Эгин всегда ненавидел собак. Иногда стеснялся этого. Особенно с Вербелиной. Но в тот момент, глядя в желтозубые пасти псов, в пасти четвероногих людоедов (до него доходили слухи, что в отдельных состоятельных поместьях кровожадные самодуры вроде Хорта окс Тамая кормят этих тварей человечиной), он поклялся, что никогда и ни за что не потреплет за ухом ни одну «псинушку», будь она хоть с голубя величиной.
Эгин все рассчитал верно. Когда собаки прыгнули, он уже завершал первый скрестный шаг, а к тому моменту, когда приземлились, был уже в трех саженях от того места, где находился прежде.
Он переместился с великолепной быстротой. Псарю оставалось только удивленно ахнуть. Псы тоже выглядели обескураженными.
«В этот раз не попали, но в следующий…»
– Сэ-ми-са! – истошно и совершенно неожиданно завизжала Овель. – Сэ-ми-са!
Псы, похоже, прекрасно поняли Овель.
Обе твари, словно бы получив обухом по голове, смиренно сели. Да, они были недовольны, что их неукротимая жажда крови осталась невостребованной, а голод – неутоленным. Но они слушались Овель. Слушались эту глупую девчонку!
Тут уже и псарь понял, что произошло.
– Теперь ясно, как эта дрянь смылась из «Дикой утки», – бросил один преследователь другому.
– Командуй, давай-давай. – Второй вместо ответа ткнул его локтем в бок.
– Саа! Саа! – закричал псарь.
Это словцо знал даже Эгин. Правда, благодаря Вербелине.
«Конечно, – объясняла своему увядающему от скуки и отвращения возлюбленному Вербелина, – каждый, кто держит собак, может тренировать их на свои собственные слова. Но обычно все пользуются известными. Говорят, харрениты, а позже варанцы когда-то позаимствовали их у даллагов. „Са“, например, обозначает что-то вроде „убей любой ценой“.

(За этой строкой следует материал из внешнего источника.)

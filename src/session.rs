//! The signed-in user
//!
//! Authentication is mocked: the session user comes from the command line,
//! from the last persisted user, or falls back to the demo account.

use crate::config::Config;
use crate::lobby::{is_reserved_name, ChatAuthor};
use crate::storage::{KeyValueStore, StorageError, USER_KEY};
use serde::{Deserialize, Serialize};
use tracing::{info, warn};

#[derive(Debug, Clone, Copy, PartialEq, Eq, Default, Serialize, Deserialize)]
#[serde(rename_all = "lowercase")]
pub enum Role {
    #[default]
    User,
    Owner,
    Admin,
    Facilitator,
}

#[derive(Debug, Clone, PartialEq, Eq, Serialize, Deserialize)]
pub struct User {
    pub id: String,
    pub full_name: String,
    pub email: String,
    pub avatar: String,
    pub role: Role,
}

impl User {
    /// The built-in demo account
    pub fn demo() -> Self {
        User {
            id: "u1".to_string(),
            full_name: "Alex Morgan".to_string(),
            email: "alex.morgan@example.com".to_string(),
            avatar: "https://i.pravatar.cc/150?u=alexmorgan".to_string(),
            role: Role::User,
        }
    }

    /// A player account built from a display name.
    ///
    /// Missing id and avatar are derived from the name, so the same name
    /// always maps to the same user.
    pub fn named(full_name: &str, id: Option<&str>, avatar: Option<&str>) -> Self {
        let slug: String = full_name
            .chars()
            .filter(|c| c.is_alphanumeric())
            .flat_map(char::to_lowercase)
            .collect();
        User {
            id: id.map_or_else(|| format!("u-{}", slug), str::to_string),
            full_name: full_name.to_string(),
            email: format!("{}@example.com", slug),
            avatar: avatar.map_or_else(
                || format!("https://i.pravatar.cc/150?u={}", slug),
                str::to_string,
            ),
            role: Role::User,
        }
    }
}

/// The current user, passed explicitly to operations that need an identity
#[derive(Debug, Clone, PartialEq, Eq)]
pub struct Session {
    user: User,
}

impl Session {
    pub fn new(user: User) -> Self {
        Session { user }
    }

    pub fn demo() -> Self {
        Session::new(User::demo())
    }

    /// Determine the session user at startup.
    ///
    /// A name given in the configuration wins and is persisted. Otherwise the
    /// persisted user is restored, falling back to the demo user. The notice
    /// author's name is never accepted as a user. Storage problems are logged
    /// and never fail startup.
    pub fn resolve<S: KeyValueStore>(config: &Config, store: &S) -> Self {
        if let Some(name) = config.user_name.as_deref().map(str::trim) {
            if is_reserved_name(name) {
                warn!(user = name, "ignoring reserved user name");
            } else if !name.is_empty() {
                let user = User::named(name, config.user_id.as_deref(), config.avatar.as_deref());
                if let Err(e) = store.set_json(USER_KEY, &user) {
                    warn!(error = %e, "failed to persist session user");
                }
                info!(user = %user.id, "signed in from configuration");
                return Session::new(user);
            }
        }

        match store.get_json::<User>(USER_KEY) {
            Ok(Some(user)) if is_reserved_name(&user.full_name) => {
                warn!(user = %user.id, "ignoring stored user with a reserved name");
                Session::demo()
            }
            Ok(Some(user)) => {
                info!(user = %user.id, "restored session user");
                Session::new(user)
            }
            Ok(None) => Session::demo(),
            Err(e) => {
                warn!(error = %e, "ignoring stored session user");
                Session::demo()
            }
        }
    }

    /// Forget the persisted user.
    pub fn sign_out<S: KeyValueStore>(self, store: &S) -> Result<(), StorageError> {
        info!(user = %self.user.id, "signed out");
        store.remove(USER_KEY)
    }

    pub fn display_name(&self) -> &str {
        &self.user.full_name
    }

    pub fn user_id(&self) -> &str {
        &self.user.id
    }

    /// Identity snapshot attached to chat messages
    pub fn chat_author(&self) -> ChatAuthor {
        ChatAuthor::new(self.user.full_name.clone(), self.user.avatar.clone())
    }
}
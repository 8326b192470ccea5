//! Application state and core logic

pub mod screen;
pub mod state;

pub use screen::{AppCoordinator, Screen};
pub use state::{CreateField, DetailTab, FlashKind, LogMatchForm, Modal, TextInput};
//! Leaderboard ranking over a lobby's player stats

use super::PlayerStats;
use std::cmp::Ordering;

/// Win-rate value used for players without matches; below any real rate.
const NO_MATCHES_RATE: f64 = -1.0;

/// Column a leaderboard can be sorted by
#[derive(Debug, Clone, Copy, PartialEq, Eq)]
pub enum SortKey {
    MatchesPlayed,
    Wins,
    Losses,
    Draws,
    WinRate,
}

impl SortKey {
    /// All keys in column order
    pub const ALL: [SortKey; 5] = [
        SortKey::MatchesPlayed,
        SortKey::Wins,
        SortKey::Losses,
        SortKey::Draws,
        SortKey::WinRate,
    ];

    /// Column header
    pub fn label(&self) -> &'static str {
        match self {
            SortKey::MatchesPlayed => "MP",
            SortKey::Wins => "W",
            SortKey::Losses => "L",
            SortKey::Draws => "D",
            SortKey::WinRate => "Win %",
        }
    }

    fn value(&self, stats: &PlayerStats) -> f64 {
        match self {
            SortKey::MatchesPlayed => stats.matches_played as f64,
            SortKey::Wins => stats.wins as f64,
            SortKey::Losses => stats.losses as f64,
            SortKey::Draws => stats.draws as f64,
            SortKey::WinRate => stats.win_rate().unwrap_or(NO_MATCHES_RATE),
        }
    }
}

#[derive(Debug, Clone, Copy, PartialEq, Eq)]
pub enum SortDirection {
    Ascending,
    Descending,
}

/// Active sort column and direction
#[derive(Debug, Clone, Copy, PartialEq, Eq)]
pub struct SortConfig {
    pub key: SortKey,
    pub direction: SortDirection,
}

impl Default for SortConfig {
    fn default() -> Self {
        SortConfig {
            key: SortKey::Wins,
            direction: SortDirection::Descending,
        }
    }
}

impl SortConfig {
    /// Apply a header click.
    ///
    /// Clicking the active column while descending switches to ascending;
    /// every other click sorts descending by the clicked column.
    pub fn request(&mut self, key: SortKey) {
        let direction = if self.key == key && self.direction == SortDirection::Descending {
            SortDirection::Ascending
        } else {
            SortDirection::Descending
        };
        *self = SortConfig { key, direction };
    }
}

/// Rank stats by the configured column.
///
/// The sort is stable: tied players keep their input order. The input is
/// left untouched.
pub fn rank(stats: &[PlayerStats], config: SortConfig) -> Vec<PlayerStats> {
    let mut ranked = stats.to_vec();
    ranked.sort_by(|a, b| compare(a, b, config));
    ranked
}

/// Position of a player in a ranking, 1-based
pub fn position_of(ranked: &[PlayerStats], player_name: &str) -> Option<usize> {
    ranked
        .iter()
        .position(|s| s.player_name == player_name)
        .map(|i| i + 1)
}

/// Compare two players the way the leaderboard would.
pub fn compare(a: &PlayerStats, b: &PlayerStats, config: SortConfig) -> Ordering {
    let ordering = config.key.value(a).total_cmp(&config.key.value(b));
    match config.direction {
        SortDirection::Ascending => ordering,
        SortDirection::Descending => ordering.reverse(),
    }
}

#[cfg(test)]
mod tests {
    use super::*;

    fn stats(name: &str, played: u32, wins: u32, losses: u32, draws: u32) -> PlayerStats {
        PlayerStats {
            player_name: name.to_string(),
            matches_played: played,
            wins,
            losses,
            draws,
        }
    }

    fn names(ranked: &[PlayerStats]) -> Vec<&str> {
        ranked.iter().map(|s| s.player_name.as_str()).collect()
    }

    #[test]
    fn test_default_config() {
        let config = SortConfig::default();
        assert_eq!(config.key, SortKey::Wins);
        assert_eq!(config.direction, SortDirection::Descending);
    }

    #[test]
    fn test_wins_descending_then_toggle() {
        let input = vec![stats("Jane", 2, 0, 1, 1), stats("Alex", 2, 1, 0, 1)];
        let mut config = SortConfig::default();

        assert_eq!(names(&rank(&input, config)), vec!["Alex", "Jane"]);

        config.request(SortKey::Wins);
        assert_eq!(config.direction, SortDirection::Ascending);
        assert_eq!(names(&rank(&input, config)), vec!["Jane", "Alex"]);
    }

    #[test]
    fn test_request_new_key_resets_to_descending() {
        let mut config = SortConfig::default();
        config.request(SortKey::Wins); // ascending
        config.request(SortKey::Losses);
        assert_eq!(
            config,
            SortConfig {
                key: SortKey::Losses,
                direction: SortDirection::Descending
            }
        );
    }

    #[test]
    fn test_request_third_click_back_to_descending() {
        let mut config = SortConfig::default();
        config.request(SortKey::Draws);
        config.request(SortKey::Draws);
        config.request(SortKey::Draws);
        assert_eq!(config.direction, SortDirection::Descending);
    }

    #[test]
    fn test_stable_ties() {
        let input = vec![
            stats("A", 3, 1, 2, 0),
            stats("B", 5, 1, 4, 0),
            stats("C", 1, 1, 0, 0),
            stats("D", 2, 2, 0, 0),
        ];
        let config = SortConfig::default();

        let first = rank(&input, config);
        assert_eq!(names(&first), vec!["D", "A", "B", "C"]);

        // Sorting again (even the already-sorted output) keeps tie order
        let second = rank(&first, config);
        assert_eq!(names(&second), names(&first));
        assert_eq!(names(&rank(&input, config)), names(&first));

        let ascending = SortConfig {
            key: SortKey::Wins,
            direction: SortDirection::Ascending,
        };
        assert_eq!(names(&rank(&input, ascending)), vec!["A", "B", "C", "D"]);
    }

    #[test]
    fn test_win_rate_zero_matches_last_descending() {
        let input = vec![
            stats("Fresh", 0, 0, 0, 0),
            stats("Loser", 4, 0, 4, 0),
            stats("Newbie", 0, 0, 0, 0),
            stats("Winner", 2, 2, 0, 0),
            stats("Mid", 4, 2, 1, 1),
        ];
        let config = SortConfig {
            key: SortKey::WinRate,
            direction: SortDirection::Descending,
        };

        let ranked = rank(&input, config);
        assert_eq!(names(&ranked), vec!["Winner", "Mid", "Loser", "Fresh", "Newbie"]);
    }

    #[test]
    fn test_win_rate_zero_matches_first_ascending() {
        let input = vec![stats("Loser", 4, 0, 4, 0), stats("Fresh", 0, 0, 0, 0)];
        let config = SortConfig {
            key: SortKey::WinRate,
            direction: SortDirection::Ascending,
        };
        assert_eq!(names(&rank(&input, config)), vec!["Fresh", "Loser"]);
    }

    #[test]
    fn test_rank_does_not_mutate_input() {
        let input = vec![stats("B", 1, 0, 1, 0), stats("A", 1, 1, 0, 0)];
        let snapshot = input.clone();
        let _ = rank(&input, SortConfig::default());
        assert_eq!(input, snapshot);
    }

    #[test]
    fn test_rank_empty() {
        assert!(rank(&[], SortConfig::default()).is_empty());
    }

    #[test]
    fn test_position_of() {
        let ranked = rank(
            &[stats("B", 1, 0, 1, 0), stats("A", 1, 1, 0, 0)],
            SortConfig::default(),
        );
        assert_eq!(position_of(&ranked, "A"), Some(1));
        assert_eq!(position_of(&ranked, "B"), Some(2));
        assert_eq!(position_of(&ranked, "Z"), None);
    }

    #[test]
    fn test_compare_matches_rank() {
        let a = stats("A", 2, 2, 0, 0);
        let b = stats("B", 2, 1, 1, 0);
        assert_eq!(compare(&a, &b, SortConfig::default()), Ordering::Less);
        assert_eq!(
            compare(
                &a,
                &b,
                SortConfig {
                    key: SortKey::Losses,
                    direction: SortDirection::Descending
                }
            ),
            Ordering::Greater
        );
    }

    #[test]
    fn test_labels() {
        let labels: Vec<_> = SortKey::ALL.iter().map(SortKey::label).collect();
        assert_eq!(labels, vec!["MP", "W", "L", "D", "Win %"]);
    }
}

«А ты?» – нехотя спросил тогда Эгин, просто чтобы как-то поддержать разговор.
«У меня есть собственный шутейный пароль. – Вербелина расцвела в улыбке. – Когда я говорю „энно“, самые сообразительные из них делают обратное сальто через голову».
Тогда Эгин не придал этому разговору никакого значения, хотя и не забыл его. Теперь сделалось очевидным, что Овель откуда-то известен пароль, запрещающий обыкновенное «са» этим псам. Да и псов она, похоже, тоже знает. Судя по тому, что по отношению к ней они не проявляли ни злобы, ни агрессивности. Самое большее – служебный интерес.
Не дожидаясь очередного «са», Эгин оказался рядом с ближайшей тварью и снес ей голову косым поперечным ударом. А затем проделал ту же операцию и со второй, в тот момент полностью поглощенной проблемой двоевластия.
«Даже четвероногих иногда подводит интеллигентность» – так прокомментировал Эгин это событие двумя днями позже.
«Что ж, судьба раздает мне щедрые авансы», – подумал он, надвигаясь на двух оставшихся преследователей Овель.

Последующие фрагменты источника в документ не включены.